EXERCISE INSTRUCTIONS. Line by line, reproduce exactly the beginning of the listing below, ending with the line that contains "either, or a name" and adding nothing.

MATERIAL FOR THIS TASK.
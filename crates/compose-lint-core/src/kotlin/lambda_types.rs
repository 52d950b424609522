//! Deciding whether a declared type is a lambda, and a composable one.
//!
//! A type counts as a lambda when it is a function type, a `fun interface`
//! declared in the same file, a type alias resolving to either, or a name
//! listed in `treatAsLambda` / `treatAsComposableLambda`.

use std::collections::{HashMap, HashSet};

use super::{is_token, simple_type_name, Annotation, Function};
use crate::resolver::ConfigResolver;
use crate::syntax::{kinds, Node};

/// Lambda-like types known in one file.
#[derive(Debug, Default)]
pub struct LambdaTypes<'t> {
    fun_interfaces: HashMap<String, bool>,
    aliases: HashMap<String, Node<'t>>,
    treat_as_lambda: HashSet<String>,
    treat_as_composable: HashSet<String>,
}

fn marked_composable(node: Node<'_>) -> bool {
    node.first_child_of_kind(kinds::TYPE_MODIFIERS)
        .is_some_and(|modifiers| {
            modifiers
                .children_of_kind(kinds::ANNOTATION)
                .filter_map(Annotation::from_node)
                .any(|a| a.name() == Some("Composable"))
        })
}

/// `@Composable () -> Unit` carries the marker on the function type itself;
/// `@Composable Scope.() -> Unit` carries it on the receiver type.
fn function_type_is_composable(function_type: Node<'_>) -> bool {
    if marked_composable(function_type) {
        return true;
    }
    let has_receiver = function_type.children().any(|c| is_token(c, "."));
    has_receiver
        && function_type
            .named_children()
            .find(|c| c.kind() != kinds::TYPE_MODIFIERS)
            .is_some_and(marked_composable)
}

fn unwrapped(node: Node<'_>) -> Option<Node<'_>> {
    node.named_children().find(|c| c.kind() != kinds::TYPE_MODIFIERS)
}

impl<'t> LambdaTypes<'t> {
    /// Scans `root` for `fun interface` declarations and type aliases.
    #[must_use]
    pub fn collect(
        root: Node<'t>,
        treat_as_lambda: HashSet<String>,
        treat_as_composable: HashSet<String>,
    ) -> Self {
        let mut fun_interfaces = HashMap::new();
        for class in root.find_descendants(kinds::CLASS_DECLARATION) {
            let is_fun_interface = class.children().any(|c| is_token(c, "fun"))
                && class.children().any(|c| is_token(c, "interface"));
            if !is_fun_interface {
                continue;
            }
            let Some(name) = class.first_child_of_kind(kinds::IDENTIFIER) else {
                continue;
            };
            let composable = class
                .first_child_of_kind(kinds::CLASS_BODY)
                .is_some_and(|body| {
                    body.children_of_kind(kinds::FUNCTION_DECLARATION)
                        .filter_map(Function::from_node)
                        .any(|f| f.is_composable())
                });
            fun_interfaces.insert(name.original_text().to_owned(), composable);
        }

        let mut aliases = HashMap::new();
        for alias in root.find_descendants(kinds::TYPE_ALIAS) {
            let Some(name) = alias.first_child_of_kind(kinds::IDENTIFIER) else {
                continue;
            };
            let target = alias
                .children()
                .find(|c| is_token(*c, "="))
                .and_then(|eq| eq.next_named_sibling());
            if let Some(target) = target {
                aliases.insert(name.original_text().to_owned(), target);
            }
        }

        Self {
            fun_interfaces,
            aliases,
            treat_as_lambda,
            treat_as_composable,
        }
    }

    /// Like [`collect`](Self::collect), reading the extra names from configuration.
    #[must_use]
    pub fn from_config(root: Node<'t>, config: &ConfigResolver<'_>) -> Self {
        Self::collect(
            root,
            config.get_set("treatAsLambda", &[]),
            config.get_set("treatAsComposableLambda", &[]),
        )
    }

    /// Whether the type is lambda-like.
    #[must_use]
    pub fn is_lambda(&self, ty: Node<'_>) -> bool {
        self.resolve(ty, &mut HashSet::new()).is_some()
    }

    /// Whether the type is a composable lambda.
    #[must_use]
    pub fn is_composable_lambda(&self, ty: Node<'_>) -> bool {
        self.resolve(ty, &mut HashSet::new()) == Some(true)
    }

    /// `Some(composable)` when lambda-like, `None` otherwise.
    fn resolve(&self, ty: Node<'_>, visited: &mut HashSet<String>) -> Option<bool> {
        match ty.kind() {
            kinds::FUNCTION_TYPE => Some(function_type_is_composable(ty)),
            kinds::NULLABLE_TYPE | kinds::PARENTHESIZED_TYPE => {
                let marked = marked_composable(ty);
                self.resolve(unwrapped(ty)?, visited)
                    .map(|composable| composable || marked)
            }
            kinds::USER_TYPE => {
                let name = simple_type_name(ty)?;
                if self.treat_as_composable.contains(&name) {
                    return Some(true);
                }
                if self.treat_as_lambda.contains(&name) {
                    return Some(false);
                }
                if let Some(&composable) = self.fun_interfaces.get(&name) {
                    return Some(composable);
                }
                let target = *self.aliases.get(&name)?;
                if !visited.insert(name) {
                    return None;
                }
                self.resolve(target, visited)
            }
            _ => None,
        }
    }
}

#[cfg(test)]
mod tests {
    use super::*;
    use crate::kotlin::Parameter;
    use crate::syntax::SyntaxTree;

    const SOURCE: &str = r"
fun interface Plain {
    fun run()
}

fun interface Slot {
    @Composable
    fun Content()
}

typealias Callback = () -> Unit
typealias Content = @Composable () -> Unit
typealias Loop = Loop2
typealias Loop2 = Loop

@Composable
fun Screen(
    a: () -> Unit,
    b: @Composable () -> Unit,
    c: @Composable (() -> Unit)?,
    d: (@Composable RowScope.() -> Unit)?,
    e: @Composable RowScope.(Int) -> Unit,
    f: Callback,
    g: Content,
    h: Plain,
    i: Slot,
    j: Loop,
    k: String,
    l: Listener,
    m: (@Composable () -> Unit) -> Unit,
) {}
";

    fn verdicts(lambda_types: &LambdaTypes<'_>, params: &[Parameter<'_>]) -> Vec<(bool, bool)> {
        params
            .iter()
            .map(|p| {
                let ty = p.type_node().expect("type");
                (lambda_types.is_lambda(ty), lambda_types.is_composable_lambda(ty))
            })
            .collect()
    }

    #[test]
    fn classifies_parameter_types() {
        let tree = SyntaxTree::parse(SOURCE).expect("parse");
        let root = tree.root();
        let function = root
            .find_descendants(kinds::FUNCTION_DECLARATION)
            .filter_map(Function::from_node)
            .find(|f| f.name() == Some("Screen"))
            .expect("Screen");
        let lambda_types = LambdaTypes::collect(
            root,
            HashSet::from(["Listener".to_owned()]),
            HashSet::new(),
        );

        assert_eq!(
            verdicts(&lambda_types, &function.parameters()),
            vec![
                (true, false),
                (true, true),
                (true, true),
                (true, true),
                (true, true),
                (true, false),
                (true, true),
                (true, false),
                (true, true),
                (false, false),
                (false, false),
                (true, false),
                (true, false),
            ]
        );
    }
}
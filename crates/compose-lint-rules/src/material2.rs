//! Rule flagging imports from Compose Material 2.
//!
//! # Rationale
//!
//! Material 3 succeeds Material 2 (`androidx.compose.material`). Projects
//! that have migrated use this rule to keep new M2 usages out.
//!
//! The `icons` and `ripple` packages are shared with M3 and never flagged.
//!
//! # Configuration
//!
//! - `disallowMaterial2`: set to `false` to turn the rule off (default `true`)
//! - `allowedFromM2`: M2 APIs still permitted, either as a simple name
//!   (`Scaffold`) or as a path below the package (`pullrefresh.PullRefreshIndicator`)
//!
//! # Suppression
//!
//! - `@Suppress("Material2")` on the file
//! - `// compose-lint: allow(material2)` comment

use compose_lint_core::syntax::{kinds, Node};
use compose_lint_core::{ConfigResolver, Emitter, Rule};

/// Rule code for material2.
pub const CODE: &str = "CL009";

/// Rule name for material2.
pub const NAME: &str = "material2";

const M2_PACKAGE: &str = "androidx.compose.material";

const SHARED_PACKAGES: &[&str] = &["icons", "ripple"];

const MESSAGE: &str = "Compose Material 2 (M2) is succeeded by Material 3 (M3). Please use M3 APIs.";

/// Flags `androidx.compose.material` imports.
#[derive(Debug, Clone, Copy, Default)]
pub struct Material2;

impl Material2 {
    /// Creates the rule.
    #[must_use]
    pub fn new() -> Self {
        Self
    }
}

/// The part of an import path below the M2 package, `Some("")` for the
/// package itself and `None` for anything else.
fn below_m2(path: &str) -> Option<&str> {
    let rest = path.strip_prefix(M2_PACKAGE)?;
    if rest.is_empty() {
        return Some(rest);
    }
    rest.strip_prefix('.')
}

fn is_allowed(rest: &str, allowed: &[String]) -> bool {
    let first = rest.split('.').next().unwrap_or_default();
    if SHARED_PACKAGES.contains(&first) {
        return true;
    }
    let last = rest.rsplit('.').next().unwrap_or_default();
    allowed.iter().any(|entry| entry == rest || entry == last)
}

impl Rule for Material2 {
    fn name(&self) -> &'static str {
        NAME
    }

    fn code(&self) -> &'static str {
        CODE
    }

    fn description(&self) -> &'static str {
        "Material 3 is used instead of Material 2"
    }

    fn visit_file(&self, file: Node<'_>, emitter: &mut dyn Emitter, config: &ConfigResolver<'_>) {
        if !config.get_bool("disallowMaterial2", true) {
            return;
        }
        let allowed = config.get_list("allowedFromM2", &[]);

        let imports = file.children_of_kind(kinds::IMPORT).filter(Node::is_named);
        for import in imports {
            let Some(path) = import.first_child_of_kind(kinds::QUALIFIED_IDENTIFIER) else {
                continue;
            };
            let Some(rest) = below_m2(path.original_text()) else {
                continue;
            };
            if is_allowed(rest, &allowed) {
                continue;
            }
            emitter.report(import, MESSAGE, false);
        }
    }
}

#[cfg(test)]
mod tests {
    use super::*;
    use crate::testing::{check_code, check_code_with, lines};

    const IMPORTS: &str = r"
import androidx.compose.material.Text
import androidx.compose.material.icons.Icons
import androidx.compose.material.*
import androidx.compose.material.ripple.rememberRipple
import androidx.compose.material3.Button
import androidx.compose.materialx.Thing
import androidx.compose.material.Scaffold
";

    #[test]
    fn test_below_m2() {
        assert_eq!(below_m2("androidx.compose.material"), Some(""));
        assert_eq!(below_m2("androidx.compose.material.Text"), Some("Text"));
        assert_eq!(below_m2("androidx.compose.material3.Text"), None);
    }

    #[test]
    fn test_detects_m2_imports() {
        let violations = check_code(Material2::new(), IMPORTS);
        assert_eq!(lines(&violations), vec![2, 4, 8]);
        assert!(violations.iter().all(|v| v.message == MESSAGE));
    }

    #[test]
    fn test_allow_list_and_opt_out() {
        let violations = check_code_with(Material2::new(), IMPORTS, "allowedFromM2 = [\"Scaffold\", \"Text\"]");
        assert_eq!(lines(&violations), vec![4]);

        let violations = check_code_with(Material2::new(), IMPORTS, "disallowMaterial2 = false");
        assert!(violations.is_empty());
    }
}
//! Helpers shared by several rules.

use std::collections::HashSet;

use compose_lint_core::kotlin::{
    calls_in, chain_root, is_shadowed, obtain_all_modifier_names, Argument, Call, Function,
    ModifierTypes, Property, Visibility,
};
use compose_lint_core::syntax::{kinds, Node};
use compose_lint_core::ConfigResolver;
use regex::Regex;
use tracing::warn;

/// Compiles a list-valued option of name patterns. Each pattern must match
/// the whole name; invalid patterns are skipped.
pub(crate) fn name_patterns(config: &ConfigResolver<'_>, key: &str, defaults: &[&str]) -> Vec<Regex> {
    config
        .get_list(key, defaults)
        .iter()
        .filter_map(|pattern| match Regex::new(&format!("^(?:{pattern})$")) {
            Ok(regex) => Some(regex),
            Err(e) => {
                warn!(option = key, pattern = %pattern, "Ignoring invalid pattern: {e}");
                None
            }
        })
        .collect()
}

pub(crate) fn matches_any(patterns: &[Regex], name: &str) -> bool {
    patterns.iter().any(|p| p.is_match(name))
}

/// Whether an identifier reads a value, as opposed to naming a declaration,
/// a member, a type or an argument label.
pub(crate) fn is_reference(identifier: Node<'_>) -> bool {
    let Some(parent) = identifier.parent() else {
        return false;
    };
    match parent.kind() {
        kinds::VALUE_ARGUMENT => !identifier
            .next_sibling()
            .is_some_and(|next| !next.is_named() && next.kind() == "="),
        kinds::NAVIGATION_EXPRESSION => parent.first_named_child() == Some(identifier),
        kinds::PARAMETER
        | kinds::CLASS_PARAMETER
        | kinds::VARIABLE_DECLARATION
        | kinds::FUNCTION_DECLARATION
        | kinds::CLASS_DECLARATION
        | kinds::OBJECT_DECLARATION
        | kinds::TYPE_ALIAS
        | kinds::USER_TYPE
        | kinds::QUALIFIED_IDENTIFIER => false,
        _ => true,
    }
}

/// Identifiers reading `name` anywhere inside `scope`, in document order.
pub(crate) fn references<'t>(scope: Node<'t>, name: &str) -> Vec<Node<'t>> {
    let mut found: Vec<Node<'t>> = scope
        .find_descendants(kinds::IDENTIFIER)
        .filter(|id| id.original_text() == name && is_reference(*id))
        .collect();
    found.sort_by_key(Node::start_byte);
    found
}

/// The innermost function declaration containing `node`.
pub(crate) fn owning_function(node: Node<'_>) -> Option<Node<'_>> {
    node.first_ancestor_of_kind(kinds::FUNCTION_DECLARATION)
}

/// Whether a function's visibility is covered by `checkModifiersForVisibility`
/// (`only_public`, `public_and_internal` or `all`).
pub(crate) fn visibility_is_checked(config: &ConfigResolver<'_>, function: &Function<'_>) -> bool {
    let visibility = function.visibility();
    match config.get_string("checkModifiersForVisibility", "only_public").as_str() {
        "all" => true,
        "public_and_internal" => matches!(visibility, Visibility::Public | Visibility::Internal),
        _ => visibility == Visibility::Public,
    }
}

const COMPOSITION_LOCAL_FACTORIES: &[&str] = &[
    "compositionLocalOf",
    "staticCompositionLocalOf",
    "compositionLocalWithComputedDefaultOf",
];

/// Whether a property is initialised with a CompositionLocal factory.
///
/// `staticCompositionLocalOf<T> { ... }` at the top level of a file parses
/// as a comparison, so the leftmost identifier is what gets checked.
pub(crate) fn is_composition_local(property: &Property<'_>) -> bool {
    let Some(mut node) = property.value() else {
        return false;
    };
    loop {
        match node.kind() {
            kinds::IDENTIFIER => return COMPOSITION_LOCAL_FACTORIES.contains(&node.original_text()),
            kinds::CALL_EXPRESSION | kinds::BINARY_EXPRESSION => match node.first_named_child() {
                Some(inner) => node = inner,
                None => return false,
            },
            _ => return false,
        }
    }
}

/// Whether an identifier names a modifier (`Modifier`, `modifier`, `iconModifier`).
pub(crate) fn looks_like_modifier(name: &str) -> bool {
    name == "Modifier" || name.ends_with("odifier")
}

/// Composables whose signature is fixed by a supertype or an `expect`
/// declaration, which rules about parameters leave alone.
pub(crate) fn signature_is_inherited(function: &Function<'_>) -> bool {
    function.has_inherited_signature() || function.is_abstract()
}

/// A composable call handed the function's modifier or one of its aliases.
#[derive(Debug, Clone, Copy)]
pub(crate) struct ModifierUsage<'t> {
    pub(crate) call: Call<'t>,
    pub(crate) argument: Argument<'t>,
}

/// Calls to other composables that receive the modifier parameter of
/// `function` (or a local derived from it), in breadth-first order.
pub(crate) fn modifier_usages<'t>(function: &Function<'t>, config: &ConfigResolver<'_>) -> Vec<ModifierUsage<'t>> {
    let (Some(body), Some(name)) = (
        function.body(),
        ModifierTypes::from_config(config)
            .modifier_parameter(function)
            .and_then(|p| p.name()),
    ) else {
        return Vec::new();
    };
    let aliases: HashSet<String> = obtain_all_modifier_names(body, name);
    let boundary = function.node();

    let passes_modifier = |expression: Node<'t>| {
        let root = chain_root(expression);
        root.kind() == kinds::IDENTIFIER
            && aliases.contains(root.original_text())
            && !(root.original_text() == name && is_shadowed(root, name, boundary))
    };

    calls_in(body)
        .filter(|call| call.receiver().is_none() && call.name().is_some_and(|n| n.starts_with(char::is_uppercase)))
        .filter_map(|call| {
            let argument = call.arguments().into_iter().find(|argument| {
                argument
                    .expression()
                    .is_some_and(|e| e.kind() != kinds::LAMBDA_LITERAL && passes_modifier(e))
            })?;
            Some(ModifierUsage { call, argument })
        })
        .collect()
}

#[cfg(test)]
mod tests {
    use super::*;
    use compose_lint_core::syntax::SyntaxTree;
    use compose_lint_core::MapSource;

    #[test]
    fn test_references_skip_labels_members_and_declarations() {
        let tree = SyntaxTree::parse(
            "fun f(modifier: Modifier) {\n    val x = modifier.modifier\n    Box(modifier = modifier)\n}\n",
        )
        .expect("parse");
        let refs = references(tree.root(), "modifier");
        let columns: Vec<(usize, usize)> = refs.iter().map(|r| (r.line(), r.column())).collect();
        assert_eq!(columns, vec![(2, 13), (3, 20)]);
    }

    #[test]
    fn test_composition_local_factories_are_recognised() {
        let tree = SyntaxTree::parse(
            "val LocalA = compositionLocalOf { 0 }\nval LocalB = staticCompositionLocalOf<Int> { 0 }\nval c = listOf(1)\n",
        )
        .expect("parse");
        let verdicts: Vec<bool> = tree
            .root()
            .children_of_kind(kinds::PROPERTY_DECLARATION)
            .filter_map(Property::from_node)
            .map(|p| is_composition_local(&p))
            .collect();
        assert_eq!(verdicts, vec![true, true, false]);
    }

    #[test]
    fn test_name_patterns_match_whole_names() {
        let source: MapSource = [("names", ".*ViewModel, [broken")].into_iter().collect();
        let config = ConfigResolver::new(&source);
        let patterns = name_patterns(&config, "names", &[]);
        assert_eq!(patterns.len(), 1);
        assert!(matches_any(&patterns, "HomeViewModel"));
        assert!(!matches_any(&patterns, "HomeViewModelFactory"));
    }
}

SOLVED EXERCISE.
filename crates/compose-lint-core/src/kotlin/lambda_types.rs
repository 52d950b424609522
//! Deciding whether a declared type is a lambda, and a composable one.
//!
//! A type counts as a lambda when it is a function type, a `fun interface`
//! declared in the same file, a type alias resolving to either, or a name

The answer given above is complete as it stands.